Norway implements financial support programme for COVID-19 impacted businesses
Trond Eivind Johnsen and Wensing Li of Deloitte Norway discuss how the Norwegian government has moved to support businesses affected by the coronavirus outbreak through a novel scheme.
On the backdrop of the devastating impact that the COVID-19 pandemic has had on the global and domestic economy, Norway has implemented a financial support programme for impacted businesses. Recently approved by the European Free Trade Association (EFTA) Surveillance Authority, the programme has gone live and first cash-outs were expected in April.
All entities registered in Norway within March 1 this year, which are taxable to Norway (also permanent establishments (Pes) of foreign resident entities, as well as the taxable activities of charitable organisations) and that has employees may apply. However entities liable to finance tax or tax petroleum surtax, as well as most electricity production/transmission/distribution companies, airlines and kindergartens are excluded from the programme.

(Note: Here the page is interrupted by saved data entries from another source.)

use clap::Parser;
use gametex::format::REGISTRY;
use gametex::{DecodeOptions, EncodedTexture, Palette, TextureDecoder};
use log::{error, info, warn};
use std::error::Error;
use std::fs::{self, read_to_string};
use std::path::{Path, PathBuf};
use std::time::SystemTime;

type Result<T> = std::result::Result<T, Box<dyn Error>>;

#[derive(Parser, Debug)]
#[command(version, about = "Decode raw texture payloads to PNG", long_about = None)]
struct Args {
    /// Headerless payload to decode
    #[arg(short('f'), long)]
    file_name: Option<String>,

    /// Format id (0x47, 71) or name (BC1, RGB5A3)
    #[arg(short('t'), long)]
    format: Option<String>,

    #[arg(short('W'), long)]
    width: Option<u32>,

    #[arg(short('H'), long)]
    height: Option<u32>,

    /// Raw RGBA8 palette entries for C4/C8/C14X2
    #[arg(short('p'), long)]
    palette: Option<String>,

    #[arg(long)]
    normalize_bc5: bool,

    #[arg(long)]
    split_channels: bool,

    /// File with one `path format width height` entry per line
    #[arg(short('l'), long)]
    list: Option<String>,

    #[arg(short('o'), long, default_value_t = String::from("outputs"))]
    out_dir: String,
}

fn parse_format(s: &str) -> Result<u32> {
    if let Some(hex) = s.strip_prefix("0x").or_else(|| s.strip_prefix("0X")) {
        return Ok(u32::from_str_radix(hex, 16)?);
    }
    if let Ok(id) = s.parse::<u32>() {
        return Ok(id);
    }
    REGISTRY
        .iter()
        .find(|d| d.format.name().eq_ignore_ascii_case(s))
        .map(|d| d.id)
        .ok_or_else(|| format!("unknown format {s}").into())
}

fn output_stem(out_dir: &str, file_path: &Path) -> Result<PathBuf> {
    let stem = file_path
        .file_stem()
        .ok_or_else(|| format!("path {file_path:?} does not contain a file"))?;
    Ok(PathBuf::from(out_dir).join(stem))
}

fn with_suffix(stem: &Path, suffix: &str) -> PathBuf {
    let mut name = stem.as_os_str().to_owned();
    name.push(suffix);
    PathBuf::from(name)
}

fn dump_file(
    decoder: &TextureDecoder,
    file_path: &Path,
    format: u32,
    width: u32,
    height: u32,
    palette: Option<&Palette>,
    out_dir: &str,
) -> Result<()> {
    let data = fs::read(file_path)?;
    let mut tex = EncodedTexture::new(&data, format, width, height);
    if let Some(palette) = palette {
        tex = tex.with_palette(palette);
    }
    let decoded = decoder.decode(&tex)?;
    for w in &decoded.warnings {
        warn!("{file_path:?}: {w}");
    }

    let stem = output_stem(out_dir, file_path)?;
    fs::create_dir_all(out_dir)?;
    let output_path = with_suffix(&stem, ".png");
    decoded.image.save(&output_path)?;
    info!("saved {output_path:?}");
    for channel in &decoded.channels {
        let path = with_suffix(&stem, &format!(".{}.png", channel.channel.name()));
        channel.image.save(&path)?;
        info!("saved {path:?}");
    }
    Ok(())
}

fn parse_list_line(line: &str) -> Result<(PathBuf, u32, u32, u32)> {
    let fields: Vec<&str> = line.split_whitespace().collect();
    let [path, format, width, height] = fields[..] else {
        return Err(format!("expected `path format width height`, got {line:?}").into());
    };
    Ok((PathBuf::from(path), parse_format(format)?, width.parse()?, height.parse()?))
}

fn dump_all(decoder: &TextureDecoder, list_file: &str, palette: Option<&Palette>, out_dir: &str) -> Result<()> {
    let list = read_to_string(list_file)?;
    let mut failed = 0;
    for line in list.lines().filter(|l| !l.trim().is_empty()) {
        let (file_path, format, width, height) = match parse_list_line(line) {
            Ok(entry) => entry,
            Err(e) => {
                error!("could not parse list entry: {e}");
                failed += 1;
                continue;
            }
        };
        if let Err(e) = dump_file(decoder, &file_path, format, width, height, palette, out_dir) {
            error!("error dumping {file_path:?}: {e}");
            failed += 1;
        }
    }
    if failed > 0 {
        warn!("{failed} entries failed");
    }
    Ok(())
}

fn main() -> Result<()> {
    env_logger::init();

    let now = SystemTime::now();
    let args = Args::parse();

    let options = DecodeOptions::default()
        .normalize_bc5(args.normalize_bc5)
        .split_channels(args.split_channels);
    let decoder = TextureDecoder::new(options);
    let palette = match &args.palette {
        Some(path) => Some(Palette::from_rgba8_bytes(&fs::read(path)?)),
        None => None,
    };

    match (&args.list, &args.file_name) {
        (Some(list), _) => dump_all(&decoder, list, palette.as_ref(), &args.out_dir)?,
        (None, Some(file_name)) => {
            let (Some(format), Some(width), Some(height)) = (&args.format, args.width, args.height) else {
                return Err("--format, --width and --height are required with --file-name".into());
            };
            let format = parse_format(format)?;
            dump_file(&decoder, Path::new(file_name), format, width, height, palette.as_ref(), &args.out_dir)?;
        }
        (None, None) => error!("must provide a file name or a list file"),
    }
    info!("time taken: {} ms", now.elapsed()?.as_millis());
    Ok(())
}

#[cfg(test)]
mod tests {
    use super::*;

    #[test]
    fn formats_parse_by_id_or_name() {
        assert_eq!(parse_format("0x47").unwrap(), 0x47);
        assert_eq!(parse_format("98").unwrap(), 0x62);
        assert_eq!(parse_format("rgb5a3").unwrap(), 0x05);
        assert_eq!(parse_format("BC7").unwrap(), 0x62);
        assert!(parse_format("astc").is_err());
    }

    #[test]
    fn list_lines_need_four_fields() {
        let (path, format, w, h) = parse_list_line("a/b.bin 0x53 64 32").unwrap();
        assert_eq!(path, PathBuf::from("a/b.bin"));
        assert_eq!((format, w, h), (0x53, 64, 32));
        assert!(parse_list_line("a/b.bin 0x53 64").is_err());
    }

    #[test]
    fn channel_outputs_share_the_stem() {
        let stem = output_stem("out", Path::new("dir/tex.bin")).unwrap();
        assert_eq!(with_suffix(&stem, ".alpha.png"), PathBuf::from("out/tex.alpha.png"));
    }
}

Under the programme, enterprises with a turnover decline due to the COVID-19 pandemic can apply for a cash grant to cover a portion of unavoidable fixed costs. The turnover decline must exceed at least 30% in April and May (20% in March) when comparing actuals to a normal turnover for the same month calculated using a specific set of rules. For businesses that have been closed down following a government order, up to 90% of unavoidable costs may be covered; for other businesses with turnover decline due to infection control measures, this is reduced to 80%. The grant is calculated on the basis of several factors, but will in any case be subject to an upper limit of NOK 80 million ($7.75 million) a month per business. The same limit applies to groups.
Unavoidable costs will typically be rental of commercial premises/machinery/cars etc., electricity, public fees for water/sewage, auditing/accounting fees, insurance costs etc. In addition, interest expenses that stems from third-party debt to banks/credit institutions and bonds qualify, but a reduction is required for any interest income.
The application process is based on self-declaration. Authorised accountants and auditors can also apply on behalf of the business. The applicant must, upon request from the tax authorities, be able to provide confirmation from an auditor or authorised accountant of the content of the application. Notwithstanding, such confirmation must be submitted when setting up the financial statements for FY20. Businesses that are not obliged to prepare financial statements must present such confirmation upon filing of tax return for FY20.